事務所だより 2020年9月号

新型コロナ感染防止対策と自転車通勤 ?! 

 

労務管理上の留意点 !!

ウイルス感染防止対策として、自宅から会社まで自転車通勤を始める人が増えているようです。自転車通勤は、満員電車での感染リスクを回避するための有効な方法の一つといえますので、これを認める会社も出てきています。
一方、自転車に関連する事故の多発、一部の自転車利用者による危険な運転、歩行者等の妨げとなる自転車の放置等が社会的な問題となっている実態もあります。
「緊急避難的」という解釈で運用されているケースもあると思いますが、現行の就業規則に自転車通勤に関する規程がなければ、会社への届出書類等の徹底・確認を含め、以下の事項を検討されてはいかがでしょうか。

 

◇ 自転車の安全に係わる装備は法律に準拠し、正しく装着されている自転車とする(通常の道路を走行するのに適した一般的なもの)

◇ 住居から勤務地までの通勤経路は、合理的な経路とし、会社の承認を得ること。
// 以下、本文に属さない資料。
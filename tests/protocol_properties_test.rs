//! Property tests: pagination partitions the registry, and wire values
//! survive marshal/unmarshal round trips.

use proptest::prelude::*;

use mcp_runtime::server::registry::{encode_cursor, paginate};
use mcp_runtime::types::{
    Annotations, Content, JSONRPCResponse, PromptContent, RequestId, ResourceContents, Role,
};

fn unique_keys() -> impl Strategy<Value = Vec<String>> {
    proptest::collection::btree_set("[a-z]{1,8}", 0..20)
        .prop_map(|set| set.into_iter().collect())
}

fn content_strategy() -> impl Strategy<Value = Content> {
    let annotations = proptest::option::of(
        (proptest::option::of(0.0f64..=1.0), proptest::bool::ANY).prop_map(
            |(priority, to_user)| Annotations {
                audience: Some(vec![if to_user { Role::User } else { Role::Assistant }]),
                priority,
                last_modified: None,
            },
        ),
    );
    (any::<String>(), annotations).prop_map(|(text, annotations)| Content::Text {
        text,
        annotations,
    })
}

proptest! {
    #[test]
    fn pagination_partitions_the_list(keys in unique_keys(), limit in 1usize..6) {
        let items: Vec<(String, String)> = keys
            .iter()
            .map(|k| (k.clone(), format!("v-{k}")))
            .collect();

        let mut collected = Vec::new();
        let mut cursor: Option<String> = None;
        let mut rounds = 0;
        loop {
            let (page, next) = paginate(&items, cursor.as_deref(), Some(limit)).unwrap();
            prop_assert!(page.len() <= limit);
            // A cursor is present exactly when the page is full.
            prop_assert_eq!(next.is_some(), page.len() == limit);
            collected.extend(page);
            rounds += 1;
            prop_assert!(rounds <= items.len() + 2, "pagination did not terminate");
            match next {
                Some(c) => cursor = Some(c),
                None => break,
            }
        }

        let full: Vec<String> = items.iter().map(|(_, v)| v.clone()).collect();
        prop_assert_eq!(collected, full);
    }

    #[test]
    fn cursor_encoding_round_trips(key in "[ -~]{0,32}") {
        let cursor = encode_cursor(&key);
        let decoded = mcp_runtime::server::registry::decode_cursor(&cursor).unwrap();
        prop_assert_eq!(decoded, key);
    }

    #[test]
    fn request_ids_round_trip(n in any::<i64>(), s in "[a-zA-Z0-9-]{0,16}") {
        for id in [RequestId::Number(n), RequestId::String(s)] {
            let value = serde_json::to_value(&id).unwrap();
            let back: RequestId = serde_json::from_value(value).unwrap();
            prop_assert_eq!(back, id);
        }
    }

    #[test]
    fn text_content_round_trips(content in content_strategy()) {
        let value = serde_json::to_value(&content).unwrap();
        let back: Content = serde_json::from_value(value).unwrap();
        prop_assert_eq!(back, content);
    }

    #[test]
    fn prompt_content_round_trips_either_shape(texts in proptest::collection::vec(any::<String>(), 1..4), single in proptest::bool::ANY) {
        let contents: Vec<Content> = texts.iter().map(Content::text).collect();
        let content = if single {
            PromptContent::Single(contents[0].clone())
        } else {
            PromptContent::Multiple(contents)
        };
        let value = serde_json::to_value(&content).unwrap();
        let back: PromptContent = serde_json::from_value(value).unwrap();
        prop_assert_eq!(back, content);
    }

    #[test]
    fn responses_round_trip(id in any::<i64>(), ok in proptest::bool::ANY, message in ".{0,40}") {
        let response = if ok {
            JSONRPCResponse::success(RequestId::Number(id), serde_json::json!({"m": message}))
        } else {
            JSONRPCResponse::error(
                RequestId::Number(id),
                mcp_runtime::JSONRPCError { code: -32603, message, data: None },
            )
        };
        let value = serde_json::to_value(&response).unwrap();
        let back: JSONRPCResponse = serde_json::from_value(value).unwrap();
        prop_assert_eq!(back, response);
    }

    #[test]
    fn resource_contents_round_trip(uri in "[a-z]{2,6}://[a-z/]{0,20}", text in any::<String>()) {
        let contents = ResourceContents::Text {
            uri,
            mime_type: Some("text/plain".to_string()),
            text,
            _meta: None,
        };
        let value = serde_json::to_value(&contents).unwrap();
        let back: ResourceContents = serde_json::from_value(value).unwrap();
        prop_assert_eq!(back, contents);
    }
}
impl std::fmt::Debug for ServerBuilder {
    fn fmt(&self, f: &mut std::fmt::Formatter<'_>) -> std::fmt::Result {
        f.debug_struct("ServerBuilder")
            .field("info", &self.info)
            .field("tools", &self.tools.len())
            .field("resources", &self.resources.len())
            .field("prompts", &self.prompts.len())
            .finish_non_exhaustive()
    }
}

impl Default for ServerBuilder {
    fn default() -> Self {
        Self::new()
    }
}

impl ServerBuilder {
    /// A builder with defaults: panic recovery on, no pagination limit,
    /// unlimited concurrent tasks.
    pub fn new() -> Self {
        Self {
            info: Implementation::new("mcp-runtime", env!("CARGO_PKG_VERSION")),
            instructions: None,
            capabilities: ServerCapabilities::default(),
            tools: Vec::new(),
            resources: Vec::new(),
            templates: Vec::new(),
            prompts: Vec::new(),
            hooks: Hooks::new(),
            recover_panics: true,
            pagination_limit: None,
            event_buffer: session::DEFAULT_EVENT_BUFFER,
            task_config: TaskConfig::default(),
        }
    }

    /// Server name reported in `serverInfo`.
    pub fn name(mut self, name: impl Into<String>) -> Self {
        self.info.name = name.into();
        self
    }

    /// Server version reported in `serverInfo`.
    pub fn version(mut self, version: impl Into<String>) -> Self {
        self.info.version = version.into();
        self
    }

    /// Instructions surfaced to the model after `initialize`.
    pub fn instructions(mut self, instructions: impl Into<String>) -> Self {
        self.instructions = Some(instructions.into());
        self
    }

    /// Replace the declared capabilities wholesale. Registrations still
    /// fill in kinds that are absent; an explicit `listChanged: false`
    /// is never flipped.
    pub fn capabilities(mut self, capabilities: ServerCapabilities) -> Self {
        self.capabilities = capabilities;
        self
    }

    /// Declare the logging capability.
    pub fn with_logging(mut self) -> Self {
        self.capabilities.logging = Some(LoggingCapabilities::default());
        self
    }

    /// Register a tool.
    pub fn tool(mut self, tool: Tool, handler: Arc<dyn ToolHandler>) -> Self {
        self.tools.push((tool, handler));
        self
    }

    /// Register a resource.
    pub fn resource(mut self, resource: Resource, handler: Arc<dyn ResourceHandler>) -> Self {
        self.resources.push((resource, handler));
        self
    }

    /// Register a resource template.
    pub fn resource_template(
        mut self,
        template: ResourceTemplate,
        handler: Arc<dyn ResourceHandler>,
    ) -> Self {
        self.templates.push((template, handler));
        self
    }

    /// Register a prompt.
    pub fn prompt(mut self, prompt: Prompt, handler: Arc<dyn PromptHandler>) -> Self {
        self.prompts.push((prompt, handler));
        self
    }

    /// Install the hook set.
    pub fn hooks(mut self, hooks: Hooks) -> Self {
        self.hooks = hooks;
        self
    }

    /// Toggle panic recovery around handlers and hooks.
    pub fn recover_panics(mut self, recover: bool) -> Self {
        self.recover_panics = recover;
        self
    }

    /// Page size for all list operations. Unset returns full lists.
    pub fn pagination_limit(mut self, limit: usize) -> Self {
        self.pagination_limit = Some(limit);
        self
    }

    /// Capacity of each session's outbound event channel.
    pub fn event_buffer(mut self, capacity: usize) -> Self {
        self.event_buffer = capacity.max(1);
        self
    }

    /// Ceiling on simultaneously active tasks; `0` means unlimited.
    pub fn max_concurrent_tasks(mut self, limit: usize) -> Self {
        self.task_config.max_concurrent = limit;
        self
    }

    /// Default retention for terminal tasks, in milliseconds.
    pub fn task_ttl_ms(mut self, ttl: u64) -> Self {
        self.task_config.default_ttl_ms = ttl;
        self
    }

    /// Default poll interval suggested to task clients, in milliseconds.
    pub fn task_poll_interval_ms(mut self, interval: u64) -> Self {
        self.task_config.default_poll_interval_ms = Some(interval);
        self
    }

    /// Assemble the server.
    pub fn build(self) -> Arc<Server> {
        let hooks = Arc::new(self.hooks);
        let sessions = Arc::new(SessionManager::new(hooks.clone(), self.recover_panics));
        let hub = NotificationHub::new(sessions.clone(), hooks.clone(), self.recover_panics);
        let task_manager = Arc::new(TaskManager::new(
            self.task_config,
            hooks.clone(),
            self.recover_panics,
        ));

        let server = Arc::new(Server {
            info: self.info,
            instructions: self.instructions,
            capabilities: RwLock::new(self.capabilities),
            tools: Registry::new(),
            resources: Registry::new(),
            templates: Registry::new(),
            prompts: Registry::new(),
            sessions,
            task_manager,
            hooks,
            hub,
            recover_panics: self.recover_panics,
            pagination_limit: self.pagination_limit,
            event_buffer: self.event_buffer,
            inflight: RwLock::new(HashMap::new()),
        });

        // Seed registries through the same paths used at runtime so the
        // implicit capability rules apply uniformly. There are no
        // sessions yet, so no list-changed traffic results.
        server.add_tools(self.tools);
        server.add_resources(self.resources);
        for (template, handler) in self.templates {
            if let Err(e) = server.add_resource_template(template, handler) {
                tracing::warn!(target: "mcp.server", error = %e, "skipping invalid resource template");
            }
        }
        server.add_prompts(self.prompts);
        server
    }
}
use crate::error::{Error, Result, SessionCapability};
use crate::types::jsonrpc::{
    parse_frame, Frame, JSONRPCNotification, JSONRPCRequest, JSONRPCResponse, RequestId,
};
use crate::types::protocol::{
    methods, CallToolParams, CancelTaskParams, CancelledParams, GetPromptParams, GetTaskParams,
    InitializeParams, InitializeResult, ListPromptsParams, ListPromptsResult,
    ListResourceTemplatesParams, ListResourceTemplatesResult, ListResourcesParams,
    ListResourcesResult, ListTasksParams, ListTasksResult, ListToolsParams, ListToolsResult,
    ReadResourceParams, SetLevelParams, TaskSupport,
};
use crate::types::tasks::{CreateTaskResult, TaskRequestParams, TaskStatus};
use crate::{DEFAULT_NEGOTIATED_VERSION, LATEST_PROTOCOL_VERSION, SUPPORTED_PROTOCOL_VERSIONS};

use super::registry::{best_template_match, paginate, PromptEntry, TemplateEntry, ToolEntry};
use super::{RequestContext, Server};

fn decode<T: DeserializeOwned>(params: Value) -> Result<T> {
    serde_json::from_value(params).map_err(|e| Error::invalid_params(e.to_string()))
}

fn decode_or_default<T: DeserializeOwned + Default>(params: Value) -> Result<T> {
    if params.is_null() {
        Ok(T::default())
    } else {
        decode(params)
    }
}

fn to_value<T: serde::Serialize>(value: T) -> Result<Value> {
    serde_json::to_value(value).map_err(Error::from)
}

fn panic_message(payload: &(dyn std::any::Any + Send)) -> String {
    if let Some(s) = payload.downcast_ref::<&str>() {
        (*s).to_string()
    } else if let Some(s) = payload.downcast_ref::<String>() {
        s.clone()
    } else {
        "unknown panic".to_string()
    }
}
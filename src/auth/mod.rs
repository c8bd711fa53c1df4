use std::sync::Arc;

use chrono::{Duration, Utc};
use jsonwebtoken::{decode, encode, Algorithm, DecodingKey, EncodingKey, Header, Validation};
use serde::{Deserialize, Serialize};
use thiserror::Error;

#[derive(Debug, Clone, PartialEq, Serialize, Deserialize)]
#[serde(rename_all = "camelCase")]
pub struct Claims {
    pub username: String,
    pub is_admin: bool,
    pub iat: i64,
    pub exp: i64,
}

#[derive(Debug, Error)]
pub enum JwtError {
    #[error("JWT generation error: {0}")]
    TokenGeneration(String),

    #[error("Invalid JWT token: {0}")]
    InvalidToken(String),

    #[error("Invalid JWT secret")]
    InvalidSecret,
}

/// Issues and verifies HS256 tokens carrying `username` and `isAdmin`.
#[derive(Clone)]
pub struct TokenService {
    encoding_key: Arc<EncodingKey>,
    decoding_key: Arc<DecodingKey>,
    expiry_hours: i64,
}

impl TokenService {
    pub fn new(secret: &str, expiry_hours: u64) -> Result<Self, JwtError> {
        if secret.is_empty() {
            return Err(JwtError::InvalidSecret);
        }
        Ok(Self {
            encoding_key: Arc::new(EncodingKey::from_secret(secret.as_bytes())),
            decoding_key: Arc::new(DecodingKey::from_secret(secret.as_bytes())),
            expiry_hours: expiry_hours as i64,
        })
    }

    pub fn create_token(&self, username: &str, is_admin: bool) -> Result<String, JwtError> {
        let now = Utc::now();
        let claims = Claims {
            username: username.to_string(),
            is_admin,
            iat: now.timestamp(),
            exp: (now + Duration::hours(self.expiry_hours)).timestamp(),
        };

        encode(&Header::default(), &claims, &self.encoding_key)
            .map_err(|e| JwtError::TokenGeneration(e.to_string()))
    }

    pub fn decode(&self, token: &str) -> Result<Claims, JwtError> {
        let validation = Validation::new(Algorithm::HS256);
        decode::<Claims>(token, &self.decoding_key, &validation)
            .map(|data| data.claims)
            .map_err(|e| JwtError::InvalidToken(e.to_string()))
    }
}
pub mod executor;
pub mod manager;

pub use executor::{JsonRow, PgExecutor, QueryExecutor};
pub use manager::{DatabaseError, DatabaseManager};
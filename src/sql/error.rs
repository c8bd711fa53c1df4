use thiserror::Error;

#[derive(Error, Debug, Clone, PartialEq, Eq)]
pub enum SqlError {
    #[error("No data")]
    NoFieldsProvided,

    #[error("Invalid field: {0}")]
    InvalidField(String),

    #[error("{min_field} ({min}) cannot be greater than {max_field} ({max})")]
    InvalidRange {
        min_field: &'static str,
        max_field: &'static str,
        min: i64,
        max: i64,
    },
}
(交通規制等の合理的な理由による他の経路への迂回は認める)

◇ 自転車通勤する者は、必ず社員自身の入院・通院などが補償される保険と対人1億円以上の損害賠償を補償する保険に加入すること(保険証券の写など保険加入内容が確認できる書類等の提出)

◇ 自転車通勤を希望する者は、所定の申請様式を主管部署へ提出のうえ、許可を受けること

◇ 主たる利用手段とされるならば、自転車利用の場合の通勤手当の見直し

 

東京都内における自転車事故の推移

 自転車が関与した事故件数は、2019年は11,874件で全事故件数の39.0%、2018年は11,771件で36.1%、2017年は10,942件で33.4%と増加傾向を示しています。
また、自転車が関与した事故による負傷者数は、2019年は11,195件で交通事故全負傷者の32.2%を占めており、2018年は11,160件で29.8%、2017年は10,429件で27.4%となっています。⾃転⾞が関与した事故の死者数は、2019年は34人です。